# 1 March Monster



## ZombieKiller (Jul 26, 2010)

So...my girl kept hearing about all the big bulls I'd been catching off the beach in Destin, and she decided she wanted to tangle with one herself. I happily obliged. We hit the beach in Destin right at sunset and got set up. I knew it was going to be a great night when our first two runs were like hooking up to a BNSF locomotive and trying to hold on...both ending up in breakoffs. We finally got one we could slow down on the 3rd run. She's fighting this thing like a pro! Pull up, reel down...don't reel against the drag...all that crap...I didn't have to tell her a thing. She must've been born with it.
I kept telling her, "This is probably a shark," and was gearing up to snap an "in the water pic" then cut the beast loose. Then I saw the golden back and the spot on the tail. So I run back to "base camp" to switch the cutoff tool for the fish grips...but I can barely get them to close around the jaw! No joke...this bull was kin to Bodacious. 
I had my gator board with me, but it only measures out to 39 inches. Crap...the tail hung off by about 6". So we tried to weigh it...but my scale is only rated for 40 pounds. It bottomed that thing out without hesitation. It was just one of 6 bulls she landed that night. This one, the biggest, at about 45 inches, two at 38, two at 35, and the baby at 32. Needless to say, she is HOOKED on beach fishing now...and I'll never complain about a fishing date.

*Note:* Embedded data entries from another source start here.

pub mod types;
pub mod validation;

pub use types::{
    EntityDefinition, InvalidRuleText, PermissionDef, Reference, RelationDef, RewriteRule, Schema,
    SchemaVersion, SubjectTypeRef,
};
pub use validation::{
    BreakingChange, SchemaLimits, ValidationError, detect_breaking_changes, validate_schema,
    validate_schema_limits,
};
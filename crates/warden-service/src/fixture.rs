use std::collections::BTreeMap;
use std::fmt;
use std::path::Path;

use serde::Deserialize;
use warden_core::engine::CancelToken;
use warden_core::schema::Schema;
use warden_core::tuple::{EntityRef, ParseTupleError, Subject, TenantId, Tuple};
use warden_storage::StoreFactory;

use crate::error::ApiError;
use crate::service::{CheckInput, PermissionService};

/// A self-contained scenario: a compiled schema, the relationships to store
/// and the checks expected to hold.
///
/// ```toml
/// relationships = ["doc:1#owner@user:1"]
///
/// [[schema.entities]]
/// name = "user"
///
/// [[schema.entities]]
/// name = "doc"
/// relations = [{ name = "owner", subject_types = ["user"] }]
/// permissions = [{ name = "read", rule = { union = ["owner"] } }]
///
/// [assertions]
/// "doc:1#read@user:1" = true
/// ```
#[derive(Debug, Clone, Deserialize)]
pub struct Fixture {
    pub schema: Schema,
    #[serde(default)]
    pub relationships: Vec<String>,
    #[serde(default)]
    pub assertions: BTreeMap<String, bool>,
}

#[derive(Debug, Clone, PartialEq, Eq)]
pub struct Assertion {
    pub entity: EntityRef,
    pub permission: String,
    pub subject: Subject,
    pub expected: bool,
}

impl fmt::Display for Assertion {
    fn fmt(&self, f: &mut fmt::Formatter<'_>) -> fmt::Result {
        write!(
            f,
            "{}#{}@{} = {}",
            self.entity, self.permission, self.subject, self.expected
        )
    }
}

#[derive(Debug, Clone, PartialEq, Eq)]
pub struct Outcome {
    pub assertion: Assertion,
    pub actual: bool,
}

impl Outcome {
    pub fn passed(&self) -> bool {
        self.assertion.expected == self.actual
    }
}

#[derive(Debug, thiserror::Error)]
pub enum FixtureError {
    #[error("failed to read fixture '{0}': {1}")]
    ReadFile(String, String),

    #[error("failed to parse fixture: {0}")]
    Parse(String),

    #[error("invalid relationship in fixture: {0}")]
    Relationship(#[from] ParseTupleError),

    #[error(transparent)]
    Api(#[from] ApiError),
}

impl Fixture {
    pub fn load(path: &Path) -> Result<Self, FixtureError> {
        let contents = std::fs::read_to_string(path)
            .map_err(|e| FixtureError::ReadFile(path.display().to_string(), e.to_string()))?;
        Self::parse(&contents)
    }

    pub fn parse(text: &str) -> Result<Self, FixtureError> {
        toml::from_str(text).map_err(|e| FixtureError::Parse(e.to_string()))
    }

    pub fn tuples(&self) -> Result<Vec<Tuple>, FixtureError> {
        self.relationships
            .iter()
            .map(|text| text.parse().map_err(FixtureError::from))
            .collect()
    }

    /// Assertions in key order. Keys use the relationship syntax with the
    /// permission in the relation position.
    pub fn assertions(&self) -> Result<Vec<Assertion>, FixtureError> {
        self.assertions
            .iter()
            .map(|(key, &expected)| {
                let tuple: Tuple = key.parse()?;
                Ok(Assertion {
                    subject: tuple.subject.resolve(None),
                    entity: tuple.entity,
                    permission: tuple.relation,
                    expected,
                })
            })
            .collect()
    }

    /// Writes the schema and relationships into the tenant's store.
    pub async fn install<F: StoreFactory>(
        &self,
        service: &PermissionService<F>,
        tenant_id: &TenantId,
    ) -> Result<(), FixtureError> {
        let tuples = self.tuples()?;
        service
            .write_schema(tenant_id, self.schema.clone(), false)
            .await?;
        if !tuples.is_empty() {
            service.write_relationships(tenant_id, &tuples, &[]).await?;
        }
        tracing::debug!(relationships = tuples.len(), "fixture installed");
        Ok(())
    }

    /// Runs every assertion against an installed fixture.
    pub async fn verify<F: StoreFactory>(
        &self,
        service: &PermissionService<F>,
        tenant_id: &TenantId,
        cancel: &CancelToken,
    ) -> Result<Vec<Outcome>, FixtureError> {
        let mut outcomes = Vec::new();
        for assertion in self.assertions()? {
            let input = CheckInput::new(
                assertion.entity.clone(),
                assertion.permission.as_str(),
                assertion.subject.clone(),
            );
            let output = service
                .check_cancellable(tenant_id, input, cancel.clone())
                .await?;
            outcomes.push(Outcome {
                assertion,
                actual: output.allowed,
            });
        }
        Ok(outcomes)
    }
}

#[cfg(test)]
mod tests {
    use super::*;
    use std::sync::Arc;
    use warden_core::engine::EngineConfig;
    use warden_core::schema::SchemaLimits;
    use warden_storage::InMemoryStoreFactory;

    const FIXTURE: &str = r#"
relationships = [
    "doc:1#owner@user:alice",
    "doc:1#viewer@group:eng#member",
    "group:eng#member@user:carol",
]

[[schema.entities]]
name = "user"

[[schema.entities]]
name = "group"
relations = [{ name = "member", subject_types = ["user"] }]

[[schema.entities]]
name = "doc"
relations = [
    { name = "owner", subject_types = ["user"] },
    { name = "viewer", subject_types = ["user", "group#member"] },
    { name = "banned", subject_types = ["user"] },
]
permissions = [
    { name = "read", rule = { intersection = [{ union = ["owner", "viewer"] }, "not banned"] } },
]

[assertions]
"doc:1#read@user:alice" = true
"doc:1#read@user:carol" = true
"doc:1#read@user:mallory" = false
"#;

    fn service() -> PermissionService<InMemoryStoreFactory> {
        PermissionService::new(
            Arc::new(InMemoryStoreFactory::new()),
            EngineConfig::default(),
            SchemaLimits::default(),
        )
    }

    #[test]
    fn parses_schema_relationships_and_assertions() {
        let fixture = Fixture::parse(FIXTURE).unwrap();

        assert_eq!(fixture.schema.entities().len(), 3);
        assert_eq!(fixture.tuples().unwrap().len(), 3);
        let assertions = fixture.assertions().unwrap();
        assert_eq!(assertions.len(), 3);
        assert_eq!(assertions[0].subject, Subject::concrete("user", "alice"));
        assert_eq!(assertions[0].permission, "read");
    }

    #[test]
    fn userset_assertion_keeps_relation() {
        let fixture = Fixture::parse(
            r#"
[schema]
entities = []

[assertions]
"doc:1#read@group:eng#member" = true
"#,
        )
        .unwrap();

        let assertions = fixture.assertions().unwrap();

        assert_eq!(
            assertions[0].subject,
            Subject::userset(EntityRef::new("group", "eng"), "member")
        );
    }

    #[test]
    fn malformed_relationship_is_reported() {
        let fixture = Fixture::parse(
            r#"
relationships = ["doc:1"]

[schema]
entities = []
"#,
        )
        .unwrap();

        assert!(matches!(
            fixture.tuples(),
            Err(FixtureError::Relationship(_))
        ));
    }

    #[test]
    fn invalid_toml_is_a_parse_error() {
        assert!(matches!(
            Fixture::parse("relationships = ["),
            Err(FixtureError::Parse(_))
        ));
    }

    #[test]
    fn load_reads_from_disk() {
        let dir = tempfile::tempdir().unwrap();
        let path = dir.path().join("fixture.toml");
        std::fs::write(&path, FIXTURE).unwrap();

        let fixture = Fixture::load(&path).unwrap();

        assert_eq!(fixture.relationships.len(), 3);
        assert!(matches!(
            Fixture::load(&dir.path().join("missing.toml")),
            Err(FixtureError::ReadFile(..))
        ));
    }

    #[tokio::test]
    async fn installed_fixture_satisfies_its_assertions() {
        let service = service();
        let tenant_id = TenantId::new(uuid::Uuid::new_v4());
        let fixture = Fixture::parse(FIXTURE).unwrap();

        fixture.install(&service, &tenant_id).await.unwrap();
        let outcomes = fixture
            .verify(&service, &tenant_id, &CancelToken::never())
            .await
            .unwrap();

        assert_eq!(outcomes.len(), 3);
        assert!(outcomes.iter().all(Outcome::passed), "{outcomes:?}");
    }

    #[tokio::test]
    async fn failing_assertion_is_reported_not_raised() {
        let service = service();
        let tenant_id = TenantId::new(uuid::Uuid::new_v4());
        let mut fixture = Fixture::parse(FIXTURE).unwrap();
        fixture
            .assertions
            .insert("doc:1#read@user:mallory".to_string(), true);

        fixture.install(&service, &tenant_id).await.unwrap();
        let outcomes = fixture
            .verify(&service, &tenant_id, &CancelToken::never())
            .await
            .unwrap();

        let failed: Vec<_> = outcomes.iter().filter(|o| !o.passed()).collect();
        assert_eq!(failed.len(), 1);
        assert_eq!(failed[0].assertion.subject, Subject::concrete("user", "mallory"));
    }
}
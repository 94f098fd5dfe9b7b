use std::future::Future;
use std::sync::Arc;

use warden_core::schema::{Schema, SchemaVersion};
use warden_core::tuple::{SnapshotToken, TenantId, Tuple, TupleFilter};

#[derive(Debug, Clone, PartialEq, Eq, thiserror::Error)]
pub enum StorageError {
    #[error("delete filter must have at least one field set")]
    EmptyDeleteFilter,
    #[error("snapshot {requested} is ahead of current {current}")]
    SnapshotAhead { requested: u64, current: u64 },
    #[error("duplicate tuple: {0}")]
    DuplicateTuple(String),
    #[error("internal storage error: {0}")]
    Internal(String),
}

pub trait RelationshipStore: Send + Sync {
    /// Applies `deletes` then `writes` as one transaction and returns the
    /// snapshot that first sees the result.
    fn write(
        &self,
        writes: &[Tuple],
        deletes: &[TupleFilter],
    ) -> impl Future<Output = Result<SnapshotToken, StorageError>> + Send;

    /// Tuples matching `filter` at `snapshot` (head when `None`), in
    /// insertion order.
    fn read(
        &self,
        filter: &TupleFilter,
        snapshot: Option<SnapshotToken>,
        limit: Option<usize>,
    ) -> impl Future<Output = Result<Vec<Tuple>, StorageError>> + Send;

    fn snapshot(&self) -> impl Future<Output = Result<SnapshotToken, StorageError>> + Send;

    /// Distinct ids of entities of `entity_type` that appear in any visible
    /// tuple, in first-seen order.
    fn list_entity_ids(
        &self,
        entity_type: &str,
        snapshot: Option<SnapshotToken>,
        limit: Option<usize>,
    ) -> impl Future<Output = Result<Vec<String>, StorageError>> + Send;
}

pub trait SchemaStore: Send + Sync {
    /// Stores `schema` as a new version.
    fn write_schema(
        &self,
        schema: Schema,
    ) -> impl Future<Output = Result<SchemaVersion, StorageError>> + Send;

    /// Reads `version`, or the head version when `None`. Returns `None` when
    /// no such version exists.
    fn read_schema(
        &self,
        version: Option<SchemaVersion>,
    ) -> impl Future<Output = Result<Option<(Arc<Schema>, SchemaVersion)>, StorageError>> + Send;
}

pub trait StoreFactory: Send + Sync {
    type Store: RelationshipStore + SchemaStore;

    fn for_tenant(&self, tenant_id: &TenantId) -> Self::Store;
}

So...ya'll want to see the pic, right? Well, I was in half-hitch today, and noticed a photo contest they're having...so I entered. Here's the link. Go check out the photo, and do me a favor and vote for the knockout blonde holding the monster red. http://woobox.com/gtke2n/vote/for/2170303


----------



## Justin618 (Aug 18, 2013)

Monster red. Great story. Looks like she's in a distant 3rd right now. Keep it up


----------



## ZombieKiller (Jul 26, 2010)

Now that I've posted this, she would probably appreciate me letting everyone know that she's wearing my spare clothes as it was colder that night than anticipated.


----------



## ZombieKiller (Jul 26, 2010)

Justin618 said:


> Monster red. Great story. Looks like she's in a distant 3rd right now. Keep it up


Thanks!


----------



## OTTE*DA*WORM (Feb 12, 2011)

Tried to check out the photo with the provided link, but you have to be a "fan". Seeing as how I do not use facefriends, the photo cannot be viewed. Good story though. O*D*W


----------



## Jason (Oct 2, 2007)

That was a stud!!! Voted under the ole lady's account!!!


----------



## pompano67 (Oct 28, 2013)

Gotcha covered brother.. Nice red !!!


----------



## ThaFish (Feb 27, 2013)

What a HAWG! Great story as well, really enjoyed this post. Keep it up!


----------



## Justin618 (Aug 18, 2013)

It's a hog for sure. She's even holding it properly and it's still big. It's not trying to kiss the camera


----------



## OfcRob (Sep 12, 2013)

Here ya go Zombie Killer


----------



## Pompano Joe (Jan 28, 2009)

Great pic and post.


----------



## Ceffalo (Sep 5, 2012)

*Nice!!*

The reds have been thick on the beach east of Destin.


----------



## Lexcore (May 5, 2012)

awesome!


----------



## bigtallluke (Jul 14, 2012)

What an awesome fish!!! Considering that was your woman's first beach trip that makes the story even better!! Wow, she is gonna think that is supposed to happen all the time lol! Great job


----------



## HappyHourHero (Jan 31, 2012)

Awesome red!!


----------



## ZombieKiller (Jul 26, 2010)

bigtallluke said:


> What an awesome fish!!! Considering that was your woman's first beach trip that makes the story even better!! Wow, she is gonna think that is supposed to happen all the time lol! Great job


Right? I should've set the bar a little lower for myself. I do quite a bit of night beach fishing, and that night was the best I've ever had in terms of size of fish. For numbers, though...a year or so ago, my buddy (Fiji) and I hauled 17 reds in one night. 4 would've been keepers under the new limits, but we could only keep 2. Fitting 2 slot reds into a 1 case cooler takes some determination...


----------



## tobyb02 (May 2, 2008)

Looks like the smile I had on my first red last year.. Congrats!! Vote given.


----------



## Chapman5011 (Mar 7, 2013)

That is a good one
Nice fish too.....


----------



## ZombieKiller (Jul 26, 2010)

tobyb02 said:


> Looks like the smile I had on my first red last year.. Congrats!! Vote given.


Thanks! We're only 10 out of the lead!


----------



## Tmrunner (Mar 8, 2014)

Nice job! I voted for you guys too.


----------



## ZombieKiller (Jul 26, 2010)

Tmrunner said:


> Nice job! I voted for you guys too.


Much obliged!


----------